One area where I think this could be particularly significant is shared and serviced office space. There are more of these premises across Cardiff than there used to be, both in the city centre and on sites like Ocean Way, where multiple businesses operate from a single building. With access to a high-speed fibre connection into the property, it becomes far easier to onboard new tenants quickly and reliably. From a management point of view, it removes friction and makes those spaces more attractive to growing businesses that don’t want long lead-in times for connectivity.
Walking around Cardiff city centre at the moment, you can’t miss the number of empty or underused buildings. Some of these spaces have been difficult to let, and connectivity has been part of that challenge. If businesses know they can move into a building and get fast, reliable internet without prohibitive costs or long delays, that changes the equation. Over time, this kind of infrastructure can play a role in bringing activity back into parts of the city that have struggled.
From Team Metalogic’s point of view, being involved in this initiative is an opportunity, but not in a simplistic sales sense.
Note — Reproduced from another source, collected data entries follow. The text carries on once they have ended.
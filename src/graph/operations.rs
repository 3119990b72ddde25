//! Structural mutation of the half-edge adjacency lists.
//!
//! Every operation validates all of its preconditions before touching the store, so a
//! failing call leaves the graph exactly as it was.
//!
//! # Performance
//! - `add_vertex`: O(1) amortized
//! - `add_edge`: O(deg(u)) duplicate check, O(1) head insertion
//! - `remove_edge`: O(deg(u) + deg(v)) (scan both lists)
//! - `remove_vertex`: O(sum of neighbor degrees)
//! - `clear`: O(V + E)

use super::node::{HalfEdge, HalfEdgeSlot, VertexId, VertexNode, VertexSlot, VertexValue, Weight};
use super::store::Store;
use crate::error::{GraphError, Result};
use crate::trace::graph_event;

/// Mutating operations over a [`Store`].
pub(crate) struct GraphOperations;

impl GraphOperations {
    /// Registers `value` under the next vertex index.
    pub(crate) fn add_vertex<T: VertexValue, W: Weight>(
        store: &mut Store<T, W>,
        value: T,
    ) -> Result<VertexId> {
        if store.registry.contains_key(&value) {
            return Err(GraphError::duplicate_vertex(&value));
        }
        Ok(Self::insert_vertex(store, value))
    }

    /// Registers a value known to be absent.
    pub(crate) fn insert_vertex<T: VertexValue, W>(
        store: &mut Store<T, W>,
        value: T,
    ) -> VertexId {
        let id = VertexId::new(store.next_id);
        store.next_id += 1;

        let slot = VertexSlot::new(store.vertices.alloc(VertexNode::new(value.clone(), id)));
        store.registry.insert(value, slot);

        graph_event!(vertex = id.index(), "vertex added");
        id
    }

    /// Links a twin pair `u -- v` at the head of both adjacency lists.
    pub(crate) fn add_edge<T: VertexValue, W: Weight>(
        store: &mut Store<T, W>,
        u: &T,
        v: &T,
        weight: W,
    ) -> Result<()> {
        if weight.is_nan() {
            return Err(GraphError::InvalidWeight {
                weight: weight.to_string(),
            });
        }
        let u_slot = store.slot_of(u)?;
        let v_slot = store.slot_of(v)?;
        if u_slot == v_slot {
            return Err(GraphError::self_loop(u));
        }
        if store.find_half_edge(u_slot, v_slot).is_some() {
            return Err(GraphError::duplicate_edge(u, v));
        }

        let u_head = store.vertex(u_slot).and_then(|node| node.first_edge);
        let v_head = store.vertex(v_slot).and_then(|node| node.first_edge);

        let forward = HalfEdgeSlot::new(store.half_edges.alloc(HalfEdge {
            owner: u_slot,
            neighbor: v_slot,
            weight,
            next: u_head,
            twin: None,
        }));
        let backward = HalfEdgeSlot::new(store.half_edges.alloc(HalfEdge {
            owner: v_slot,
            neighbor: u_slot,
            weight,
            next: v_head,
            twin: Some(forward),
        }));
        if let Some(edge) = store.half_edge_mut(forward) {
            edge.twin = Some(backward);
        }

        // Update heads
        if let Some(node) = store.vertex_mut(u_slot) {
            node.first_edge = Some(forward);
        }
        if let Some(node) = store.vertex_mut(v_slot) {
            node.first_edge = Some(backward);
        }
        store.edge_count += 1;

        graph_event!(edges = store.edge_count, "edge added");
        Ok(())
    }

    /// Unlinks and frees the twin pair `u -- v`, returning its weight.
    pub(crate) fn remove_edge<T: VertexValue, W: Weight>(
        store: &mut Store<T, W>,
        u: &T,
        v: &T,
    ) -> Result<W> {
        let u_slot = store.slot_of(u)?;
        let found = store
            .registry
            .get(v)
            .and_then(|&v_slot| store.find_half_edge(u_slot, v_slot));
        let Some(forward) = found else {
            return Err(GraphError::edge_not_found(u, v));
        };

        let (v_slot, twin) = match store.half_edge(forward) {
            Some(edge) => (edge.neighbor, edge.twin),
            None => return Err(GraphError::edge_not_found(u, v)),
        };

        Self::unlink(store, u_slot, forward);
        if let Some(twin) = twin {
            Self::unlink(store, v_slot, twin);
            store.half_edges.take(twin.get());
        }
        let weight = store.half_edges.take(forward.get()).map(|edge| edge.weight);
        store.edge_count -= 1;

        graph_event!(edges = store.edge_count, "edge removed");
        weight.ok_or_else(|| GraphError::edge_not_found(u, v))
    }

    /// Removes `value` and every incident edge, returning the value and its degree.
    pub(crate) fn remove_vertex<T: VertexValue, W: Weight>(
        store: &mut Store<T, W>,
        value: &T,
    ) -> Result<(T, usize)> {
        let slot = store.slot_of(value)?;

        let mut degree = 0;
        let mut curr = store.vertex(slot).and_then(|node| node.first_edge);
        while let Some(edge_slot) = curr {
            let Some(edge) = store.half_edges.take(edge_slot.get()) else {
                break;
            };
            curr = edge.next;
            degree += 1;

            // The twin lives in the neighbor's list; the neighbor stays.
            if let Some(twin) = edge.twin {
                Self::unlink(store, edge.neighbor, twin);
                store.half_edges.take(twin.get());
            }
        }

        store.registry.shift_remove(value);
        let node = store.vertices.take(slot.get());
        store.edge_count -= degree;

        graph_event!(degree, vertices = store.registry.len(), "vertex removed");
        node.map(|node| (node.vertex.into_value(), degree))
            .ok_or_else(|| GraphError::vertex_not_found(value))
    }

    /// Drops every vertex and edge. Vertex indices keep counting from where they were.
    pub(crate) fn clear<T, W>(store: &mut Store<T, W>) {
        store.registry.clear();
        store.vertices.clear();
        store.half_edges.clear();
        store.edge_count = 0;

        graph_event!("graph cleared");
    }

    /// Unlinks `target` from the adjacency list of `owner`, patching `next` around it.
    ///
    /// Returns `false` if `target` is not in the list. The half-edge itself is not freed.
    fn unlink<T, W>(store: &mut Store<T, W>, owner: VertexSlot, target: HalfEdgeSlot) -> bool {
        let mut prev: Option<HalfEdgeSlot> = None;
        let mut curr = store.vertex(owner).and_then(|node| node.first_edge);

        while let Some(curr_slot) = curr {
            let next = match store.half_edge(curr_slot) {
                Some(edge) => edge.next,
                None => return false,
            };

            if curr_slot == target {
                match prev {
                    Some(p) => {
                        if let Some(edge) = store.half_edge_mut(p) {
                            edge.next = next;
                        }
                    }
                    None => {
                        if let Some(node) = store.vertex_mut(owner) {
                            node.first_edge = next;
                        }
                    }
                }
                return true;
            }

            prev = Some(curr_slot);
            curr = next;
        }
        false
    }
}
As an SME ourselves, with around 15 staff, we understand the challenges our customers face. This network gives us a new way to start conversations with businesses that previously had no good options available to them. It allows us to solve a real problem first – connectivity – and then build a trusted relationship from there. Good service still matters most, and that’s where we’ve always focused our efforts.
What has stood out in working with Elevate is the emphasis on customer experience and local delivery. They haven’t taken an open-door approach to partnerships; they’ve been selective, and that matters when reputation and service quality are on the line. For businesses, knowing that there are engineers on the ground and accountability within the city makes a difference.
More broadly, this feels like a moment where Cardiff is addressing a long-standing gap. As the capital of Wales, it shouldn’t have been acceptable for city centre firms to face such stark connectivity choices. This network removes a major barrier that has held businesses back.
For professionals, creatives, shared workspaces and the SMEs that form the backbone of the city centre economy, the hypercity initiative is more than an upgrade. It’s a chance to operate on equal footing, to grow without artificial constraints, and to see connectivity treated as the essential business utility it has become.